◆ What you should do ◆
Give back all the entries below. Omit none of them.

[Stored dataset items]
↓↓↓
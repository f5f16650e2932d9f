mod init;

pub use init::{init_logging, parse_rotation};

use crate::config::Settings;
use std::path::PathBuf;
use tracing::Level;
use tracing_appender::rolling::Rotation;

/// Log filename used by the CLI.
pub const LOG_FILENAME: &str = "content-store.log";

/// Crate name used as the default filter target.
pub const LOG_TARGET: &str = "content_store";

/// Configuration for the logging system.
pub struct LogConfig {
    pub log_dir: PathBuf,
    /// Default level when `RUST_LOG` is not set
    pub log_level: Level,
    pub json_format: bool,
    pub rotation: Rotation,
}

impl Default for LogConfig {
    fn default() -> Self {
        Self::from_settings(&Settings::default(), Level::INFO)
    }
}

impl LogConfig {
    /// Logging setup described by `settings`, with `level` already resolved.
    #[must_use]
    pub fn from_settings(settings: &Settings, level: Level) -> Self {
        Self {
            log_dir: settings.log_dir(),
            log_level: level,
            json_format: settings.log.json,
            rotation: parse_rotation(&settings.log.rotation),
        }
    }

    /// Full path of the active log file.
    #[must_use]
    pub fn log_file(&self) -> PathBuf {
        self.log_dir.join(LOG_FILENAME)
    }

    /// Filter directive used when `RUST_LOG` is not set.
    #[must_use]
    pub fn default_directive(&self) -> String {
        format!("{LOG_TARGET}={}", self.log_level)
    }
}

#[cfg(test)]
#[path = "../logging_tests.rs"]
mod logging_tests;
↑↑↑
◆ Response area ◆
repository f5f16650e2932d9f
mod init;

pub use init::{init_logging, parse_rotation};

use crate::config::Settings;
use std::path::PathBuf;
use tracing::Level;
use tracing_appender::rolling::Rotation;

/// Log filename used by the CLI.
pub const LOG_FILENAME: &str = "content-store.log";

/// Crate name used as the default filter target.
pub const LOG_TARGET: &str = "content_store";

/// Configuration for the logging system.
pub struct LogConfig {
    pub log_dir: PathBuf,
    /// Default level when `RUST_LOG` is not set
    pub log_level: Level,
    pub json_format: bool,
    pub rotation: Rotation,
}

impl Default for LogConfig {
    fn default() -> Self {
        Self::from_settings(&Settings::default(), Level::INFO)
    }
}

impl LogConfig {
    /// Logging setup described by `settings`, with `level` already resolved.
    #[must_use]
    pub fn from_settings(settings: &Settings, level: Level) -> Self {
        Self {
            log_dir: settings.log_dir(),
            log_level: level,
            json_format: settings.log.json,
            rotation: parse_rotation(&settings.log.rotation),
        }
    }

    /// Full path of the active log file.
    #[must_use]
    pub fn log_file(&self) -> PathBuf {
        self.log_dir.join(LOG_FILENAME)
    }

    /// Filter directive used when `RUST_LOG` is not set.
    #[must_use]
    pub fn default_directive(&self) -> String {
        format!("{LOG_TARGET}={}", self.log_level)
    }
}

#[cfg(test)]
#[path = "../logging_tests.rs"]
mod logging_tests;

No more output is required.